At heart, we're all suckers for a tale that touches the heart, including the cynical media, which was handed a roomservice story Saturday that deflected more probing questions about the health and readiness of other Canucks for the battle ahead. At the very least, the newser bought some of Malhotra's teammates a day of grace from having to come up with a new spin on things.
Still, there was nothing contrived, tactical or artificial in the timbre of Malhotra's voice, only genuineness and poignancy as his words cracked and he fought to stifle his emotions in expressing his gratitude to those who had reached out to him.
He's been given one of life's lucky breaks -from the expectation of permanent and irreversible damage to his vision, or the possibility that he would remain nothing more than a lucky talisman or spiritual touchstone in this year's Stanley Cup playoffs. Now, he could be a valued, on-ice contributor.
"Coming to where I was on March 16 to, potentially, playing in the Cup finals ... there have been a lot of ups and downs there," he admitted. "To be able to sit in front of you guys and say there's a possibility I will play this year ... it's definitely a very uplifting feeling for myself."
Malhotra said he received encouragement throughout his ordeal from former Canuck Mattias Ohlund, now a member of the Tampa Bay Lightning, who took a puck to his right eye 12 years ago and continues to play with reduced vision. But Berard, his former teammate, was especially supportive.
"He [Berard] was a big part of my recovery ... a real friend," Malhotra said. "Through the whole period, a great deal of things were up in the air. He did a great job of settling me down."
What really moved Malhotra, though, was the outpouring of support and concern, not only from Canucks ownership, management, coaches and players, but from scores of executives, coaches and skaters around the NHL with whom he had only passing acquaintance.
"They expressed their best wishes and thoughts, just for my health," he said. "It really put things into perspective."
His injury also changed his perspective on vision protection, something Malhotra had declined to use before. He had logged 777 NHL games without a face shield.
"I realize the importance of it now," he said. "I'll wear the full face shield for the rest of this year and see what my comfort level is with different pieces of equipment."

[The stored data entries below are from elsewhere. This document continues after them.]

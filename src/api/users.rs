//! UserService RPCs
//!
//! All of these sit behind the RPC gate, so a `Caller` is always present.

use crate::api::{error::ApiError, AppState};
use crate::auth::models::{CreateUserRequest, DeleteUserRequest, UpdateUserRequest, UserResponse};
use crate::middleware::Caller;
use axum::{extract::State, Json};
use serde::{Deserialize, Serialize};
use tracing::info;

#[derive(Debug, Serialize, Deserialize)]
pub struct UsersResponse {
    pub status: bool,
    pub message: String,
    pub users: Vec<UserResponse>,
}

#[derive(Debug, Serialize, Deserialize)]
pub struct UserEnvelope {
    pub status: bool,
    pub message: String,
    pub user: UserResponse,
}

#[derive(Debug, Serialize, Deserialize)]
pub struct StatusResponse {
    pub status: bool,
    pub message: String,
}

/// List users - POST /UserService/GetAllUsers
pub async fn get_all_users(
    State(state): State<AppState>,
    _caller: Caller,
) -> Result<Json<UsersResponse>, ApiError> {
    let users = state.users.list_users().await?;
    Ok(Json(UsersResponse {
        status: true,
        message: format!("{} users", users.len()),
        users,
    }))
}

/// Create user - POST /UserService/CreateUser
pub async fn create_user(
    State(state): State<AppState>,
    caller: Caller,
    Json(payload): Json<CreateUserRequest>,
) -> Result<Json<UserEnvelope>, ApiError> {
    let user = state.users.create_user(payload).await?;
    info!("👤 User {} created by {}", user.email, caller.user_id());
    Ok(Json(UserEnvelope {
        status: true,
        message: "user created".to_string(),
        user,
    }))
}

/// Rename the caller - POST /UserService/UpdateUser
pub async fn update_user(
    State(state): State<AppState>,
    caller: Caller,
    Json(payload): Json<UpdateUserRequest>,
) -> Result<Json<UserEnvelope>, ApiError> {
    let user = state.users.update_user(caller.user_id(), payload).await?;
    Ok(Json(UserEnvelope {
        status: true,
        message: "user updated".to_string(),
        user,
    }))
}

/// Delete user - POST /UserService/DeleteUser
pub async fn delete_user(
    State(state): State<AppState>,
    caller: Caller,
    Json(payload): Json<DeleteUserRequest>,
) -> Result<Json<StatusResponse>, ApiError> {
    state.users.delete_user(payload.user_id).await?;
    info!("🗑️  User {} deleted by {}", payload.user_id, caller.user_id());
    Ok(Json(StatusResponse {
        status: true,
        message: "user deleted".to_string(),
    }))
}
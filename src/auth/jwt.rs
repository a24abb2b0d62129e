//! JWT Claim Codec
//! Mission: Sign and verify claim payloads with a single shared HMAC secret

use crate::auth::{
    clock::Clock,
    error::TokenError,
    models::{Claim, TokenKind},
};
use jsonwebtoken::errors::ErrorKind;
use jsonwebtoken::{decode, encode, Algorithm, DecodingKey, EncodingKey, Header, Validation};
use std::sync::Arc;
use tracing::debug;

/// Only algorithm accepted on decode; anything else is rejected before the
/// signature is even checked.
const SIGNING_ALGORITHM: Algorithm = Algorithm::HS256;

/// Encodes and decodes signed claims
pub struct ClaimCodec {
    encoding_key: EncodingKey,
    decoding_key: DecodingKey,
    validation: Validation,
    issuer: String,
    clock: Arc<dyn Clock>,
}

impl ClaimCodec {
    /// Create a codec from the process signing secret
    pub fn new(secret: &[u8], issuer: impl Into<String>, clock: Arc<dyn Clock>) -> Self {
        let issuer = issuer.into();

        let mut validation = Validation::new(SIGNING_ALGORITHM);
        // Expiry is checked against the injected clock in `decode`
        validation.validate_exp = false;
        validation.validate_aud = false;
        validation.set_issuer(&[issuer.as_str()]);
        validation.set_required_spec_claims(&["exp", "iss"]);

        Self {
            encoding_key: EncodingKey::from_secret(secret),
            decoding_key: DecodingKey::from_secret(secret),
            validation,
            issuer,
            clock,
        }
    }

    pub fn issuer(&self) -> &str {
        &self.issuer
    }

    pub fn clock(&self) -> &Arc<dyn Clock> {
        &self.clock
    }

    /// Sign a claim
    pub fn encode(&self, claim: &Claim) -> Result<String, TokenError> {
        encode(&Header::new(SIGNING_ALGORITHM), claim, &self.encoding_key)
            .map_err(|e| TokenError::Encoding(e.to_string()))
    }

    /// Verify signature, shape, expiry and kind, in that order
    pub fn decode(&self, token: &str, expected: TokenKind) -> Result<Claim, TokenError> {
        let claim = decode::<Claim>(token, &self.decoding_key, &self.validation)
            .map_err(|e| match e.kind() {
                ErrorKind::InvalidSignature
                | ErrorKind::InvalidAlgorithm
                | ErrorKind::InvalidAlgorithmName
                | ErrorKind::InvalidIssuer => TokenError::SignatureInvalid,
                ErrorKind::ExpiredSignature => TokenError::Expired,
                _ => TokenError::MalformedToken,
            })?
            .claims;

        let body = claim.body();
        if body.exp <= body.iat {
            return Err(TokenError::MalformedToken);
        }

        if self.clock.now().timestamp() >= body.exp {
            return Err(TokenError::Expired);
        }

        if claim.kind() != expected {
            return Err(TokenError::WrongKind {
                expected,
                found: claim.kind(),
            });
        }

        debug!(
            "Decoded {} token for user {}",
            claim.kind(),
            claim.subject()
        );

        Ok(claim)
    }
}
//! Password hashing collaborator

use anyhow::{Context, Result};
use bcrypt::{hash, verify, DEFAULT_COST};

pub trait PasswordHasher: Send + Sync {
    fn hash(&self, plaintext: &str) -> Result<String>;

    /// A digest that does not parse counts as a mismatch
    fn verify(&self, plaintext: &str, digest: &str) -> bool;
}

#[derive(Debug, Clone, Copy)]
pub struct BcryptHasher {
    cost: u32,
}

impl BcryptHasher {
    pub fn new(cost: u32) -> Self {
        Self { cost }
    }
}

impl Default for BcryptHasher {
    fn default() -> Self {
        Self::new(DEFAULT_COST)
    }
}

impl PasswordHasher for BcryptHasher {
    fn hash(&self, plaintext: &str) -> Result<String> {
        hash(plaintext, self.cost).context("Failed to hash password")
    }

    fn verify(&self, plaintext: &str, digest: &str) -> bool {
        verify(plaintext, digest).unwrap_or(false)
    }
}
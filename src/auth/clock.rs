//! Clock abstraction
//! Mission: Make every expiry decision testable without sleeping

use chrono::{DateTime, Duration, Utc};
use parking_lot::Mutex;

/// Source of "now" for token issuance and validation
pub trait Clock: Send + Sync {
    fn now(&self) -> DateTime<Utc>;
}

/// Wall clock used in production
#[derive(Debug, Default, Clone, Copy)]
pub struct SystemClock;

impl Clock for SystemClock {
    fn now(&self) -> DateTime<Utc> {
        Utc::now()
    }
}

/// Manually driven clock for tests and replay
#[derive(Debug)]
pub struct ManualClock {
    now: Mutex<DateTime<Utc>>,
}

impl ManualClock {
    pub fn new(start: DateTime<Utc>) -> Self {
        Self {
            now: Mutex::new(start),
        }
    }

    /// Move the clock forward (or backward for a negative duration)
    pub fn advance(&self, by: Duration) {
        let mut now = self.now.lock();
        *now += by;
    }

    pub fn set(&self, to: DateTime<Utc>) {
        *self.now.lock() = to;
    }
}

impl Clock for ManualClock {
    fn now(&self) -> DateTime<Utc> {
        *self.now.lock()
    }
}
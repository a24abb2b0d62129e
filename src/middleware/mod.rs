//! Middleware for the RPC transport.
//!
//! This module provides:
//! - The authentication/authorization gate in front of every RPC
//! - Per-call logging with latency tracking

pub mod logging;
pub mod rpc_gate;

pub use logging::rpc_logging;
pub use rpc_gate::{rpc_gate, Caller};
/*!
Builders de messages télémétrie pour les tests

Produit des payloads JSON au format du contrat `soilwatch/telemetry@v1` :
`{"ID": int, "Temperature": num, "Humidity": num, "Timestamp": num}`
*/

use serde_json::{json, Value};

/// Builder d'un message télémétrie valide
#[derive(Debug, Clone)]
pub struct TelemetryPayloadBuilder {
    id: u32,
    temperature: f64,
    humidity: f64,
    timestamp: f64,
}

impl TelemetryPayloadBuilder {
    pub fn new(id: u32) -> Self {
        Self {
            id,
            temperature: 20.0,
            humidity: 50.0,
            timestamp: chrono::Utc::now().timestamp() as f64,
        }
    }

    pub fn temperature(mut self, value: f64) -> Self {
        self.temperature = value;
        self
    }

    pub fn humidity(mut self, value: f64) -> Self {
        self.humidity = value;
        self
    }

    pub fn timestamp(mut self, value: f64) -> Self {
        self.timestamp = value;
        self
    }

    pub fn to_json(&self) -> Value {
        json!({
            "ID": self.id,
            "Temperature": self.temperature,
            "Humidity": self.humidity,
            "Timestamp": self.timestamp,
        })
    }

    pub fn to_bytes(&self) -> Vec<u8> {
        self.to_json().to_string().into_bytes()
    }
}

/// Message dont la température n'est pas un nombre
pub fn non_numeric_temperature(id: u32) -> Vec<u8> {
    let mut msg = TelemetryPayloadBuilder::new(id).to_json();
    msg["Temperature"] = json!("warm");
    msg.to_string().into_bytes()
}

/// Message valide auquel on retire un champ obligatoire
pub fn missing_field(id: u32, field: &str) -> Vec<u8> {
    let mut msg = TelemetryPayloadBuilder::new(id).to_json();
    if let Some(obj) = msg.as_object_mut() {
        obj.remove(field);
    }
    msg.to_string().into_bytes()
}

Will his damaged eye ever be as good as new?
"I can honestly say, I'm not 20-20 in that [left] eye," Malhotra admitted. "I've never been 20-20 in that eye. But I've been cleared medically to play."
Maybe he does, maybe he doesn't. It's still a bit of a guessing game, for everybody, including the Bruins. Vigneault's played this psychological game before, and it's never wise to show what you've got in the opening gambit.